Why this speeds things up (mechanics)

  • The original profile shows most time was spent inside levenshtein_distance calls (many full DP passes). The bounded approach avoids doing the O(n*m) DP for any candidate that cannot beat the current min_distance — in a large candidate set most names are either skipped by length or exceed the bound early. That turns many expensive full-distance calls into quick checks or truncated DP runs.
  • Reducing repeated .lower() and len() calls removes repeated Python-level work and attribute lookups inside tight loops which are relatively expensive in Python.
  • Restricting the DP to a narrow band reduces inner-loop iterations and memory writes/reads per row, giving much less Python-level loop iteration overhead and fewer list operations.

Evidence from profiling and tests

  • Line profiler: original had ~1.78e8 ns in dist calls; optimized shows ~3.25e7 ns for bounded calls — a big reduction in DP work.
  • Annotated tests show the biggest wins for larger and near-match workloads (large_scale_exact_match, large_scale_near_match, choose_closest_of_multiple_candidates, special_characters_and_dots). Example: large-scale search for one exact name dropped from ~13.3 ms to ~5.99 ms in one annotated test.
  • The bounded variant still returns a number > max_distance when the true distance exceeds the bound, which preserves the selection logic (we only care about distances smaller than current min_distance).

Trade-offs and regressions to be aware of

  • Small overhead for tiny inputs: building the candidates list and extra function call overhead cause a few microbenchmarks to be slightly slower (some tests show small regressions, e.g., empty maps or single-item trivial cases). These regressions are minimal and expected given the additional precompute allocation; they are an acceptable trade-off for the large reductions when many candidates are present.
  • Memory: candidates list adds short-lived tuples (file_path, function, lower-name, length). This is small relative to the CPU savings when many names are checked.

Hot-path impact

  • get_functions_to_optimize can call closest_matching_file_function_name when the exact function wasn't found; in common interactive/CLI flows this is a helpful path. The optimization yields the most benefit when many functions are present (e.g., scanning a repository or when user passes a mistyped name and there are many candidates). Because the heavy work (distance comparisons across many candidates) is now bounded and cheaper, interactive latency and batch throughput improve in those hot scenarios.

Summary

  • Primary benefit: 175% speedup in runtime for the matcher by avoiding repeated costly full Levenshtein computations and reducing Python-level overhead inside the candidate loop.
  • Side-effects: minimal memory allocation for candidate metadata and a few micro regressions on trivial inputs — reasonable trade-offs given the large improvements for real workloads (many candidates / near-match searches).
  • Correctness: original external levenshtein_distance kept intact; the bounded version preserves selection semantics (any distance >= current min_distance is treated as not improving the match).

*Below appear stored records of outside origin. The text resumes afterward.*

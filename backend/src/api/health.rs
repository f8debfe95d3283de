//! Health check endpoint.

use axum::{extract::State, Json};
use serde::Serialize;

use crate::state::AppState;

#[derive(Debug, Serialize)]
pub struct HealthResponse {
    pub status: &'static str,
    pub transport: String,
    pub sessions: usize,
    /// Seconds since startup
    pub uptime: u64,
    pub timestamp: String,
}

/// GET /health
pub async fn health(State(state): State<AppState>) -> Json<HealthResponse> {
    Json(HealthResponse {
        status: "ok",
        transport: state.transport().to_string(),
        sessions: state.session_count(),
        uptime: state.uptime().as_secs(),
        timestamp: chrono::Utc::now().to_rfc3339(),
    })
}
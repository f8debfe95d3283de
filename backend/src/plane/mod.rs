//! Plane REST API access.

pub mod client;

pub use client::{PlaneClient, PlaneError, PlaneSettings};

Correctness verification report:

Test Status
⚙️ Existing Unit Tests 🔘 None Found
🌀 Generated Regression Tests 20 Passed
⏪ Replay Tests 🔘 None Found
🔎 Concolic Coverage Tests 🔘 None Found
📊 Tests Coverage 100.0%
🌀 Click to see Generated Regression Tests
from pathlib import Path

# imports
import pytest  # used for our unit tests
# import the real functions and dataclass from the codebase under test
from codeflash.discovery.functions_to_optimize import (
    closest_matching_file_function_name, levenshtein_distance)
from codeflash.models.function_types import FunctionToOptimize

def test_exact_match_and_case_insensitive():
    # Create a FunctionToOptimize with a simple name and Path
    file_path = Path("/tmp/file_a.py")
    fto = FunctionToOptimize(function_name="compute", file_path=file_path)
    found = {file_path: [fto]}

    # exact lowercase query should return the tuple (path, function)
    codeflash_output = closest_matching_file_function_name("compute", found); result = codeflash_output # 20.4μs -> 3.29μs (520% faster)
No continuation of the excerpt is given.